UNICORN: Ultrasound Nakagami Imaging via Score Matching and Adaptation
Kwanyoung Kim, Jaa-Yeon Lee, Jong Chul Ye
TL;DR
This paper tackles the instability and resolution limitations of sliding-window Nakagami imaging by introducing UNICORN, a score-matching framework for ultrasound envelope data. It learns the envelope score with amortized denoising score matching and derives a closed-form, per-pixel Nakagami parameter estimator $\hat{m}=\frac{\frac{1}{r} + \nabla_r \log p_{R}(r)}{\left(\frac{2}{r} - \frac{2r}{\hat{\Omega}}\right)}$, where $\hat{\Omega}=E[R^2]$, followed by a low-pass adaptation. Through synthetic MNIST-like and BUSI ultrasound datasets, UNICORN achieves higher PSNR and lower RMSE than conventional estimators, and qualitative analysis on real RF envelopes from the OASBUD breast dataset shows improved tumor contouring and clearer pre-Rayleigh Nakagami distributions for benign vs malignant tissue. Overall, UNICORN provides a windowless, high-resolution Nakagami imaging approach with direct per-pixel estimation, offering a promising tool for tumor assessment and fat fraction estimation in ultrasound imaging.
Abstract
Nakagami imaging holds promise for visualizing and quantifying tissue scattering in ultrasound waves, with potential applications in tumor diagnosis and fat fraction estimation which are challenging to discern by conventional ultrasound B-mode images.
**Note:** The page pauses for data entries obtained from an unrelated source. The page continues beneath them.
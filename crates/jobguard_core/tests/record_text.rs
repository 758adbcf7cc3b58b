use jobguard_core::limits::{MAX_ANALYSIS_CHARS, MIN_PAGE_TEXT};
use jobguard_core::{JobFields, JobRecord};
use pretty_assertions::assert_eq;

fn fields(title: &str, company: &str, description: &str) -> JobFields {
    JobFields {
        title: title.to_string(),
        company: company.to_string(),
        description: description.to_string(),
        ..JobFields::default()
    }
}

#[test]
fn text_follows_fixed_template() {
    let record = JobRecord::from_fields(
        JobFields {
            location: Some("Austin, TX".to_string()),
            salary: Some("$90K - $110K/yr".to_string()),
            ..fields("  Data Analyst ", "Acme Corp", "Crunch numbers.")
        },
        "https://www.indeed.com/viewjob?jk=1",
    );

    assert_eq!(
        record.text(),
        "JOB TITLE: Data Analyst\nCOMPANY: Acme Corp\nLOCATION: Austin, TX\nSALARY: $90K - $110K/yr\nDESCRIPTION: Crunch numbers."
    );
    assert_eq!(record.title(), "Data Analyst");
    assert_eq!(record.location(), Some("Austin, TX"));
    assert_eq!(record.url(), "https://www.indeed.com/viewjob?jk=1");
}

#[test]
fn empty_fields_still_carry_labels() {
    let record = JobRecord::from_fields(JobFields::default(), "");

    assert!(record.text().contains("JOB TITLE:"));
    assert!(record.text().contains("COMPANY:"));
    assert!(record.text().contains("DESCRIPTION:"));
    assert!(!record.text().contains("LOCATION:"));
    assert!(!record.is_sufficient(MIN_PAGE_TEXT));
}

#[test]
fn blank_optional_fields_are_dropped() {
    let record = JobRecord::from_fields(
        JobFields {
            location: Some("   ".to_string()),
            salary: Some(String::new()),
            ..fields("T", "C", "D")
        },
        "",
    );
    assert_eq!(record.location(), None);
    assert_eq!(record.salary(), None);
}

#[test]
fn text_never_exceeds_service_limit() {
    for description_len in [0, 10, 3_990, 4_000, 10_000] {
        let description = "é".repeat(description_len);
        let record = JobRecord::from_fields(fields("Title", "Company", &description), "");
        assert!(record.text_len() <= MAX_ANALYSIS_CHARS);
        assert!(record.text().starts_with("JOB TITLE: Title"));
    }

    let huge_title = "T".repeat(50_000);
    let record = JobRecord::from_fields(fields(&huge_title, "", ""), "");
    assert!(record.text_len() <= MAX_ANALYSIS_CHARS);
    assert!(record.text().contains("DESCRIPTION:"));
}

#[test]
fn custom_limit_trims_from_the_end() {
    let record = JobRecord::from_fields_with_limit(fields("Title", "Co", &"x".repeat(500)), "", 40);
    assert_eq!(record.text_len(), 40);
    assert!(record.text().starts_with("JOB TITLE: Title\nCOMPANY: Co\n"));
}

#[test]
fn manual_record_keeps_user_text_only() {
    let record = JobRecord::manual("  Earn $5000 a week from home, no experience needed!  ", "");
    assert_eq!(
        record.text(),
        "Earn $5000 a week from home, no experience needed!"
    );
    assert_eq!(record.title(), "");
    assert_eq!(record.description(), "");

    let long = JobRecord::manual(&"a".repeat(9_000), "");
    assert_eq!(long.text_len(), MAX_ANALYSIS_CHARS);
}
use std::fs;
use std::path::Path;

use anyhow::{anyhow, Context};
use jobguard_engine::{decode_snapshot, Fetcher, SnapshotFetcher};
use jobguard_logging::guard_info;
use url::Url;

/// A page as the host sees it: decoded markup plus the URL it lives at.
#[derive(Debug, Clone, PartialEq, Eq)]
pub struct PageSnapshot {
    pub url: String,
    pub html: String,
}

pub fn is_remote(source: &str) -> bool {
    let lower = source.to_ascii_lowercase();
    lower.starts_with("http://") || lower.starts_with("https://")
}

/// Load `source` (saved file or http(s) URL). `url_override` replaces the
/// page URL, which matters for saved pages since classification keys on it.
pub fn load_snapshot(source: &str, url_override: Option<&str>) -> anyhow::Result<PageSnapshot> {
    if is_remote(source) {
        fetch_snapshot(source, url_override)
    } else {
        read_snapshot(Path::new(source), url_override)
    }
}

fn fetch_snapshot(source: &str, url_override: Option<&str>) -> anyhow::Result<PageSnapshot> {
    let runtime = tokio::runtime::Builder::new_current_thread()
        .enable_all()
        .build()
        .context("failed to start fetch runtime")?;
    let output = runtime
        .block_on(SnapshotFetcher::default().fetch(source))
        .with_context(|| format!("failed to fetch {source}"))?;
    let decoded = decode_snapshot(&output.bytes, output.metadata.content_type.as_deref());
    guard_info!(
        "Fetched {} bytes from {} ({})",
        output.metadata.byte_len,
        output.metadata.final_url,
        decoded.encoding_label
    );

    Ok(PageSnapshot {
        url: url_override
            .map(str::to_string)
            .unwrap_or(output.metadata.final_url),
        html: decoded.html,
    })
}

fn read_snapshot(path: &Path, url_override: Option<&str>) -> anyhow::Result<PageSnapshot> {
    let bytes = fs::read(path).with_context(|| format!("failed to read {path:?}"))?;
    let decoded = decode_snapshot(&bytes, None);

    let url = match url_override {
        Some(url) => url.to_string(),
        None => file_url(path)?,
    };
    guard_info!("Loaded {:?} as {} ({})", path, url, decoded.encoding_label);
    Ok(PageSnapshot {
        url,
        html: decoded.html,
    })
}

fn file_url(path: &Path) -> anyhow::Result<String> {
    let absolute = fs::canonicalize(path).with_context(|| format!("failed to resolve {path:?}"))?;
    Url::from_file_path(&absolute)
        .map(String::from)
        .map_err(|()| anyhow!("cannot express {absolute:?} as a URL"))
}

#[cfg(test)]
mod tests {
    use super::*;
    use pretty_assertions::assert_eq;

    #[test]
    fn saved_page_uses_override_url() {
        let dir = tempfile::tempdir().unwrap();
        let path = dir.path().join("posting.html");
        fs::write(&path, b"<html><body><h1>Clerk</h1></body></html>").unwrap();

        let snapshot = load_snapshot(
            path.to_str().unwrap(),
            Some("https://www.indeed.com/viewjob?jk=1"),
        )
        .unwrap();
        assert_eq!(snapshot.url, "https://www.indeed.com/viewjob?jk=1");
        assert!(snapshot.html.contains("<h1>Clerk</h1>"));
    }

    #[test]
    fn saved_page_defaults_to_file_url() {
        let dir = tempfile::tempdir().unwrap();
        let path = dir.path().join("posting.html");
        fs::write(&path, b"<html></html>").unwrap();

        let snapshot = load_snapshot(path.to_str().unwrap(), None).unwrap();
        assert!(snapshot.url.starts_with("file://"), "{}", snapshot.url);
        assert!(snapshot.url.ends_with("/posting.html"));
    }

    #[test]
    fn missing_file_is_an_error() {
        assert!(load_snapshot("/definitely/not/here.html", None).is_err());
    }

    #[test]
    fn remote_sources_are_recognised() {
        assert!(is_remote("HTTPS://www.linkedin.com/jobs/view/1"));
        assert!(!is_remote("saved/linkedin.html"));
    }
}
//! JSON shapes exchanged with the analysis service and their normalisation
//! into [`AnalysisOutcome`] values.

use jobguard_core::{AnalysisError, AnalysisOutcome, AnalysisResult, FailureKind, Prediction};
use once_cell::sync::Lazy;
use regex::Regex;
use serde::{Deserialize, Serialize};
use serde_json::Value;

pub const MALFORMED_MESSAGE: &str = "Invalid response from analysis server";

/// Confidence given to a plain-text `Real` or `Fake` verdict.
const TEXT_VERDICT_CONFIDENCE: f64 = 0.9;
/// Confidence given to an `Uncertain` verdict, shown as a caution.
const UNCERTAIN_CONFIDENCE: f64 = 0.5;

static VERDICT_RE: Lazy<Regex> = Lazy::new(|| {
    Regex::new(r"(?im)^\s*verdict:\s*(real|fake|uncertain)\b").expect("Failed to compile verdict regex")
});
static MARKUP_RE: Lazy<Regex> =
    Lazy::new(|| Regex::new(r"\*\*|__|</?[^>]+>").expect("Failed to compile markup regex"));
static SPACES_RE: Lazy<Regex> =
    Lazy::new(|| Regex::new(r"[ \t]+").expect("Failed to compile spacing regex"));

/// Body of `POST /analyze`.
#[derive(Debug, Serialize)]
pub struct AnalyzeBody<'a> {
    pub job_text: &'a str,
    pub source: &'a str,
}

/// Body of `POST /check_job`; older servers read `text`.
#[derive(Debug, Serialize)]
pub struct CheckJobBody<'a> {
    pub text: &'a str,
    pub job_text: &'a str,
    pub source: &'a str,
}

/// Union of every reply shape the service has used.
#[derive(Debug, Default, Deserialize)]
struct WireReply {
    prediction: Option<String>,
    confidence: Option<f64>,
    reasoning: Option<String>,
    red_flags: Option<Vec<String>>,
    error: Option<String>,
    output: Option<String>,
}

/// Normalises an HTTP reply. Non-success statuses win over any body.
pub fn decode_reply(status: u16, body: &[u8]) -> AnalysisOutcome {
    if !(200..300).contains(&status) {
        jobguard_logging::guard_warn!(
            "analysis server answered {status}: {}",
            String::from_utf8_lossy(&body[..body.len().min(200)])
        );
        return Err(AnalysisError::new(
            FailureKind::HttpStatus(status),
            format!("Server error: {status}"),
        ));
    }
    match serde_json::from_slice::<Value>(body) {
        Ok(value) => outcome_from_value(&value),
        Err(err) => {
            jobguard_logging::guard_warn!("analysis reply is not json: {err}");
            Err(malformed())
        }
    }
}

/// Interprets a decoded reply: `{error}`, the structured verdict, or legacy `{output}`.
pub fn outcome_from_value(value: &Value) -> AnalysisOutcome {
    if !value.is_object() {
        return Err(malformed());
    }
    let reply: WireReply = serde_json::from_value(value.clone()).map_err(|err| {
        jobguard_logging::guard_warn!("analysis reply has unexpected shape: {err}");
        malformed()
    })?;

    if let Some(message) = reply.error {
        return Err(AnalysisError::new(FailureKind::Service, message));
    }
    if let Some(prediction) = reply.prediction.as_deref() {
        let prediction = parse_prediction(prediction).ok_or_else(malformed)?;
        let confidence = reply
            .confidence
            .filter(|c| c.is_finite())
            .ok_or_else(malformed)?
            .clamp(0.0, 1.0);
        return Ok(AnalysisResult {
            prediction,
            confidence,
            reasoning: reply.reasoning.unwrap_or_default(),
            red_flags: reply.red_flags.unwrap_or_default(),
        });
    }
    if let Some(output) = reply.output.as_deref() {
        return Ok(parse_verdict_text(output));
    }
    Err(malformed())
}

fn parse_prediction(raw: &str) -> Option<Prediction> {
    match raw.trim().to_ascii_lowercase().as_str() {
        "fake" => Some(Prediction::Fake),
        "real" => Some(Prediction::Real),
        _ => None,
    }
}

#[derive(Debug, Clone, Copy, PartialEq, Eq)]
enum TextVerdict {
    Real,
    Fake,
    Uncertain,
}

/// Reads `Verdict: Real|Fake|Uncertain` output with a `Reasons:` bullet list.
///
/// Tolerates bold/underline markers and simple HTML tags; without a verdict
/// line it falls back to whichever of "fake"/"real" appears alone.
pub fn parse_verdict_text(output: &str) -> AnalysisResult {
    let cleaned = MARKUP_RE.replace_all(output.trim(), "");
    let cleaned = SPACES_RE.replace_all(&cleaned, " ").into_owned();

    let verdict = match VERDICT_RE.captures(&cleaned) {
        Some(caps) => match caps[1].to_ascii_lowercase().as_str() {
            "real" => TextVerdict::Real,
            "fake" => TextVerdict::Fake,
            _ => TextVerdict::Uncertain,
        },
        None => {
            let lower = cleaned.to_lowercase();
            match (lower.contains("fake"), lower.contains("real")) {
                (true, false) => TextVerdict::Fake,
                (false, true) => TextVerdict::Real,
                _ => TextVerdict::Uncertain,
            }
        }
    };

    let (prediction, confidence) = match verdict {
        TextVerdict::Real => (Prediction::Real, TEXT_VERDICT_CONFIDENCE),
        TextVerdict::Fake => (Prediction::Fake, TEXT_VERDICT_CONFIDENCE),
        TextVerdict::Uncertain => (Prediction::Real, UNCERTAIN_CONFIDENCE),
    };

    AnalysisResult {
        prediction,
        confidence,
        reasoning: cleaned.trim().to_string(),
        red_flags: reasons(&cleaned),
    }
}

fn reasons(text: &str) -> Vec<String> {
    text.lines()
        .map(str::trim)
        .skip_while(|line| !line.to_ascii_lowercase().starts_with("reasons:"))
        .skip(1)
        .filter_map(|line| line.strip_prefix(&['-', '*', '•'][..]))
        .map(|reason| reason.trim().to_string())
        .filter(|reason| !reason.is_empty())
        .collect()
}

fn malformed() -> AnalysisError {
    AnalysisError::new(FailureKind::MalformedResponse, MALFORMED_MESSAGE)
}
Existing methods struggle with optimal window size selection and suffer from estimator instability, leading to degraded resolution images. To address this, here we propose a novel method called UNICORN (Ultrasound Nakagami Imaging via Score Matching and Adaptation), that offers an accurate, closed-form estimator for Nakagami parameter estimation in terms of the score function of ultrasonic envelope. Extensive experiments using simulation and real ultrasound RF data demonstrate UNICORN's superiority over conventional approaches in accuracy and resolution quality.